Once I had scrubs on and masks on and a doctor came to talk to me about a patient. He thought I was another doctor and I had to turn around and say ‘I’m a domestic!’ and he said ‘We all look alike now, don’t we?’ 

Once we were on the ward, we had to stay on the ward. To go off the ward, I had to get changed, and then when I came back onto the ward I had to get changed and get scrubbed up again. Rather than do that it was a lot easier just to stay on the ward. Sometimes I’d be on the ward for ten hours a day and not go off. I’d’ just eat my lunch there.

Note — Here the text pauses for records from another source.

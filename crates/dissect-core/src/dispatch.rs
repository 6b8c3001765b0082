//! Content-type driven dispatch to a dissection strategy.
//!
//! The set of strategies is closed: a DMAP-tagged body gets a tag scan, a
//! binary plist body gets a magic header check. Labels outside that set are
//! ignored without a diagnostic; callers that care can check
//! [`FormatDispatcher::is_recognized`] first.

use crate::content_type::ContentType;
use crate::header::{self, HeaderVerdict};
use crate::scanner;
use crate::tag::DmapTag;

/// How a body of a given content type is dissected.
#[derive(Debug, Clone, Copy, PartialEq, Eq)]
pub enum Strategy {
    /// Validate the binary plist magic header.
    HeaderCheck,
    /// Locate the known DMAP tags.
    TagScan,
}

impl Strategy {
    pub fn for_content_type(content_type: ContentType) -> Self {
        match content_type {
            ContentType::BinaryPlist => Strategy::HeaderCheck,
            ContentType::DmapTagged => Strategy::TagScan,
        }
    }
}

/// A known tag located in a body.
#[derive(Debug, Clone, Copy, PartialEq, Eq)]
pub struct TagHit {
    pub tag: DmapTag,
    pub offset: usize,
}

impl TagHit {
    pub fn render(&self) -> String {
        self.tag.descriptor().render(self.offset)
    }
}

/// Result of one dissection pass over one body.
#[derive(Debug, Clone, PartialEq, Eq)]
pub enum Dissection {
    /// Tags found, in priority order. Absent tags are simply not listed.
    Tagged(Vec<TagHit>),
    BinaryPlist(HeaderVerdict),
}

impl Dissection {
    pub fn content_type(&self) -> ContentType {
        match self {
            Dissection::Tagged(_) => ContentType::DmapTagged,
            Dissection::BinaryPlist(_) => ContentType::BinaryPlist,
        }
    }

    /// Human-readable report lines.
    pub fn lines(&self) -> Vec<String> {
        match self {
            Dissection::Tagged(hits) => hits.iter().map(TagHit::render).collect(),
            Dissection::BinaryPlist(verdict) => verdict.render(),
        }
    }

    pub fn hits(&self) -> &[TagHit] {
        match self {
            Dissection::Tagged(hits) => hits,
            Dissection::BinaryPlist(_) => &[],
        }
    }

    pub fn verdict(&self) -> Option<&HeaderVerdict> {
        match self {
            Dissection::BinaryPlist(verdict) => Some(verdict),
            Dissection::Tagged(_) => None,
        }
    }
}

/// Selects and runs the strategy for a body's declared content type.
#[derive(Debug, Clone, Copy, Default)]
pub struct FormatDispatcher {
    all_offsets: bool,
}

impl FormatDispatcher {
    pub fn new() -> Self {
        Self::default()
    }

    /// Report every occurrence of each tag instead of only the first.
    pub fn all_offsets(mut self, enabled: bool) -> Self {
        self.all_offsets = enabled;
        self
    }

    pub fn is_recognized(label: &str) -> bool {
        ContentType::from_label(label).is_some()
    }

    /// Dissect a body by its content-type label. Unknown labels yield `None`.
    pub fn dissect_label(&self, label: &str, data: &[u8]) -> Option<Dissection> {
        let content_type = ContentType::from_label(label)?;
        Some(self.dissect(content_type, data))
    }

    /// Dissect a body of a known content type.
    pub fn dissect(&self, content_type: ContentType, data: &[u8]) -> Dissection {
        let strategy = Strategy::for_content_type(content_type);
        tracing::debug!(?strategy, body_len = data.len(), "Dissecting {}", content_type);

        match strategy {
            Strategy::HeaderCheck => Dissection::BinaryPlist(header::validate(data)),
            Strategy::TagScan => Dissection::Tagged(self.scan_tags(data)),
        }
    }

    fn scan_tags(&self, data: &[u8]) -> Vec<TagHit> {
        let mut hits = Vec::new();

        for tag in DmapTag::ALL {
            let code = tag.code();
            if self.all_offsets {
                hits.extend(
                    scanner::find_all(data, code.as_bytes()).map(|offset| TagHit { tag, offset }),
                );
            } else if let Some(offset) = scanner::find(data, code.as_bytes()) {
                tracing::trace!(tag = %code, offset, "Tag found");
                hits.push(TagHit { tag, offset });
            }
        }

        tracing::trace!(hits = hits.len(), "Tag scan complete");
        hits
    }
}
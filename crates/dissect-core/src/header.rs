//! Binary plist magic header validation.

/// Magic prefix of a version-zero binary plist stream.
pub const BPLIST_MAGIC: [u8; 8] = *b"bplist00";

/// Outcome of checking a buffer's first 8 bytes.
#[derive(Debug, Clone, PartialEq, Eq)]
pub enum HeaderVerdict {
    /// Header equals `bplist00`.
    Valid([u8; 8]),
    /// Eight bytes were present but are not the magic.
    Mismatch([u8; 8]),
    /// Fewer than 8 bytes available; holds whatever was there.
    Truncated(Vec<u8>),
}

impl HeaderVerdict {
    pub fn is_valid(&self) -> bool {
        matches!(self, HeaderVerdict::Valid(_))
    }

    /// The bytes that were read from the head of the buffer (at most 8).
    pub fn magic_bytes(&self) -> &[u8] {
        match self {
            HeaderVerdict::Valid(b) | HeaderVerdict::Mismatch(b) => b.as_slice(),
            HeaderVerdict::Truncated(b) => b.as_slice(),
        }
    }

    /// Report lines for this verdict.
    pub fn render(&self) -> Vec<String> {
        let first = match self {
            HeaderVerdict::Valid(b) => {
                format!("[+] BPLIST has been found -> {}", String::from_utf8_lossy(b))
            }
            HeaderVerdict::Mismatch(b) => {
                format!("[!] BPLIST header mismatch -> {}", String::from_utf8_lossy(b))
            }
            HeaderVerdict::Truncated(b) => {
                format!("[!] BPLIST header truncated ({} of {} bytes)", b.len(), BPLIST_MAGIC.len())
            }
        };
        let marker = if self.is_valid() { "[+]" } else { "[!]" };

        vec![
            first,
            format!("{} Magic bytes           -> [{}]", marker, decimal_bytes(self.magic_bytes())),
        ]
    }
}

fn decimal_bytes(bytes: &[u8]) -> String {
    bytes
        .iter()
        .map(|b| b.to_string())
        .collect::<Vec<_>>()
        .join(" ")
}

/// Check the first 8 bytes of `data` against [`BPLIST_MAGIC`].
///
/// Never panics; a buffer shorter than the magic is reported as truncated.
pub fn validate(data: &[u8]) -> HeaderVerdict {
    let head: [u8; 8] = match data.get(..BPLIST_MAGIC.len()) {
        Some(bytes) => bytes.try_into().unwrap_or_default(),
        None => return HeaderVerdict::Truncated(data.to_vec()),
    };

    if head == BPLIST_MAGIC {
        HeaderVerdict::Valid(head)
    } else {
        HeaderVerdict::Mismatch(head)
    }
}

#[cfg(test)]
mod tests {
    use super::*;

    mod validation {
        use super::*;

        #[test]
        fn valid_header_with_trailing_data() {
            let mut data = b"bplist00".to_vec();
            data.extend([0u8; 10]);
            let verdict = validate(&data);
            assert!(verdict.is_valid());
            assert_eq!(verdict.magic_bytes(), b"bplist00");
        }

        #[test]
        fn exactly_eight_bytes_is_enough() {
            assert!(validate(b"bplist00").is_valid());
        }

        #[test]
        fn other_version_is_mismatch() {
            let verdict = validate(b"bplist01\x00\x00");
            assert_eq!(verdict, HeaderVerdict::Mismatch(*b"bplist01"));
            assert!(!verdict.is_valid());
        }

        #[test]
        fn xml_plist_is_mismatch() {
            assert!(!validate(b"<?xml version=\"1.0\"?>").is_valid());
        }

        #[test]
        fn short_buffer_is_truncated() {
            let verdict = validate(&[0u8; 4]);
            assert_eq!(verdict, HeaderVerdict::Truncated(vec![0; 4]));
            assert!(!verdict.is_valid());
        }

        #[test]
        fn seven_magic_bytes_are_truncated() {
            assert_eq!(validate(b"bplist0"), HeaderVerdict::Truncated(b"bplist0".to_vec()));
        }

        #[test]
        fn empty_buffer_is_truncated() {
            assert_eq!(validate(&[]).magic_bytes(), &[] as &[u8]);
        }

        #[test]
        fn byte_order_is_preserved() {
            // reversed magic must not validate
            assert!(!validate(b"00tsilpb").is_valid());
        }
    }

    mod rendering {
        use super::*;

        #[test]
        fn valid_lines() {
            let lines = validate(b"bplist00rest").render();
            assert_eq!(lines[0], "[+] BPLIST has been found -> bplist00");
            assert_eq!(
                lines[1],
                "[+] Magic bytes           -> [98 112 108 105 115 116 48 48]"
            );
        }

        #[test]
        fn truncated_lines() {
            let lines = validate(b"bp").render();
            assert_eq!(lines[0], "[!] BPLIST header truncated (2 of 8 bytes)");
            assert_eq!(lines[1], "[!] Magic bytes           -> [98 112]");
        }

        #[test]
        fn mismatch_lines() {
            let lines = validate(b"HTTP/1.1 200").render();
            assert_eq!(lines[0], "[!] BPLIST header mismatch -> HTTP/1.1");
        }
    }
}
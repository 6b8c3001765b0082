//! # dissect-http
//!
//! Thin I/O around `dissect-core`: plain HTTP retrieval of the Apple TV
//! DAAP login and AirPlay info endpoints, and raw body persistence.
//!
//! This crate provides:
//! - `http://` URL parsing and the two probe endpoints
//! - HTTP/1.1 GET request formatting and response parsing
//! - A tokio TCP connection with full-length body reads
//! - Content-type gated fetching, mockable through [`HttpTransport`]
//! - Verbatim body dumps to fixed file names

mod config;
mod connection;
mod dump;
mod fetcher;
mod probe;
mod request;
mod response;
mod traits;
mod url;

pub use config::FetchConfig;
pub use connection::HttpConnection;
pub use dump::BodyDump;
pub use fetcher::{FetchedBody, Fetcher};
pub use probe::{validate_host, Endpoint, ProbeTarget};
pub use request::HttpRequest;
pub use response::{decode_chunked, HttpResponse};
pub use traits::HttpTransport;
pub use url::HttpUrl;
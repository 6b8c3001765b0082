//! Traits for HTTP transport abstraction.

use async_trait::async_trait;
use dissect_core::Result;

use crate::{HttpResponse, HttpUrl};

/// HTTP transport trait for testability.
#[cfg_attr(test, mockall::automock)]
#[async_trait]
pub trait HttpTransport: Send + Sync {
    /// Issue a GET and return the complete response.
    async fn get(&self, url: HttpUrl) -> Result<HttpResponse>;

    /// User-Agent sent with every request.
    fn user_agent(&self) -> String;
}
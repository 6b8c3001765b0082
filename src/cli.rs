//! Command-line arguments.

use std::path::PathBuf;
use std::time::Duration;

use clap::Parser;
use dissect_core::HostError;
use dissect_http::{validate_host, BodyDump, FetchConfig, ProbeTarget};

/// Passively dissect the DAAP login and AirPlay info responses of an Apple TV.
#[derive(Debug, Parser)]
#[command(name = "appletv-dissect", version, about)]
pub struct Cli {
    /// Host name or address of the device to probe
    #[arg(required_unless_present = "inspect", value_parser = validate_host)]
    pub host: Option<String>,

    /// Dissect a previously dumped body instead of probing a host
    #[arg(long, value_name = "FILE", conflicts_with = "host", requires = "content_type")]
    pub inspect: Option<PathBuf>,

    /// Content-type label of the --inspect body
    #[arg(long, value_name = "LABEL", requires = "inspect")]
    pub content_type: Option<String>,

    /// Per-request timeout in seconds
    #[arg(long, value_name = "SECS", default_value_t = 10)]
    pub timeout: u64,

    /// Directory for raw body dumps
    #[arg(long, value_name = "DIR", default_value = ".")]
    pub out_dir: PathBuf,

    /// Do not write raw bodies to disk
    #[arg(long)]
    pub no_dump: bool,

    /// User-Agent header sent with each request
    #[arg(long, value_name = "UA")]
    pub user_agent: Option<String>,

    /// DAAP port
    #[arg(long, default_value_t = dissect_http::Endpoint::DaapLogin.default_port())]
    pub daap_port: u16,

    /// AirPlay port
    #[arg(long, default_value_t = dissect_http::Endpoint::AirPlayInfo.default_port())]
    pub airplay_port: u16,

    /// Report every occurrence of each tag, not only the first
    #[arg(long)]
    pub all_offsets: bool,

    /// Increase log verbosity (-v info, -vv debug)
    #[arg(short, long, action = clap::ArgAction::Count)]
    pub verbose: u8,
}

impl Cli {
    pub fn fetch_config(&self) -> FetchConfig {
        let config = FetchConfig::new().timeout(Duration::from_secs(self.timeout));
        match &self.user_agent {
            Some(ua) => config.user_agent(ua.clone()),
            None => config,
        }
    }

    pub fn body_dump(&self) -> BodyDump {
        if self.no_dump {
            BodyDump::disabled()
        } else {
            BodyDump::new(self.out_dir.clone())
        }
    }

    pub fn probe_target(&self) -> Result<Option<ProbeTarget>, HostError> {
        let Some(host) = self.host.as_deref() else {
            return Ok(None);
        };
        let target = ProbeTarget::new(host)?
            .daap_port(self.daap_port)
            .airplay_port(self.airplay_port);
        Ok(Some(target))
    }

    /// Default log filter when RUST_LOG is unset.
    pub fn log_level(&self) -> &'static str {
        match self.verbose {
            0 => "warn",
            1 => "info",
            _ => "debug",
        }
    }
}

On a normal day, I’d go and get my meal somewhere – maybe pop to the shop or go and sit in the restaurant and mingle with other people, but during Covid, once I was on that ward, I stayed on that ward.  During Covid, a lot of companies were sending food onto the ward, which I thought was really nice. 

We had a ‘wobble room’  – basically it’s just a room where if you get a bit upset or you need someone to talk to, or you just want a bit of time to yourself, you can go and sit in there. I’ve made use of that room many, many times. 

I’d never really experienced death in the hospital in all my 13, 14 years of working here, apart from the odd occasion. It was not a regular thing. But during Covid, it obviously became more frequent. It did upset me, because I’ve never seen it on that scale.  People would come in, a majority of them elderly people – and you knew that once they’re on that ward, they weren’t leaving, and I did find that distressing. People weren’t allowed onto the ward. They weren’t allowed visitors, so for a lot of the patients that came onto the ward, they came onto the ward and that was it. That was the last time they would see their family. Their last minutes would be alone and frightened in hospital, if we didn’t have people like Monica sitting with them.  

During lockdown, I came into work, then when I went home, as soon as I walked through the door, I basically had a tub of gel next to the door as soon as I walked in. I gelled my hands, took all my clothing off and ran straight upstairs and had a bath before I came anywhere near my husband because I didn’t want to bring anything back from the hospital to him. I think I probably did bring it back to him because I caught Covid within the first month of our ward becoming a Covid ward. I caught it along with a load of other staff on the ward. 

I think the NHS is very, very important, and I think we’re lucky to have it.  So many people in other countries can’t afford healthcare. If you get ill, that’s it really, you have to pay for everything, and some people can’t afford it, they can’t afford medication. So in this country, I think we’re really lucky to have that because there are so many people that need it. If we lost it, that would be a shame. 

I’ve seen many changes over the years. The nurse’s home which is now gone. The loss of the children’s ward and A + E. I remember having my son here in 1989 when we used to have a maternity unit which has now gone.  I still love it here because the people are friendly, and I’m proud to work here. This hospital was visited by Aneurin Bevan the health minister of the time in 1948 when it was known as Park Hospital.  This is where the NHS first started, the birthplace of the NHS.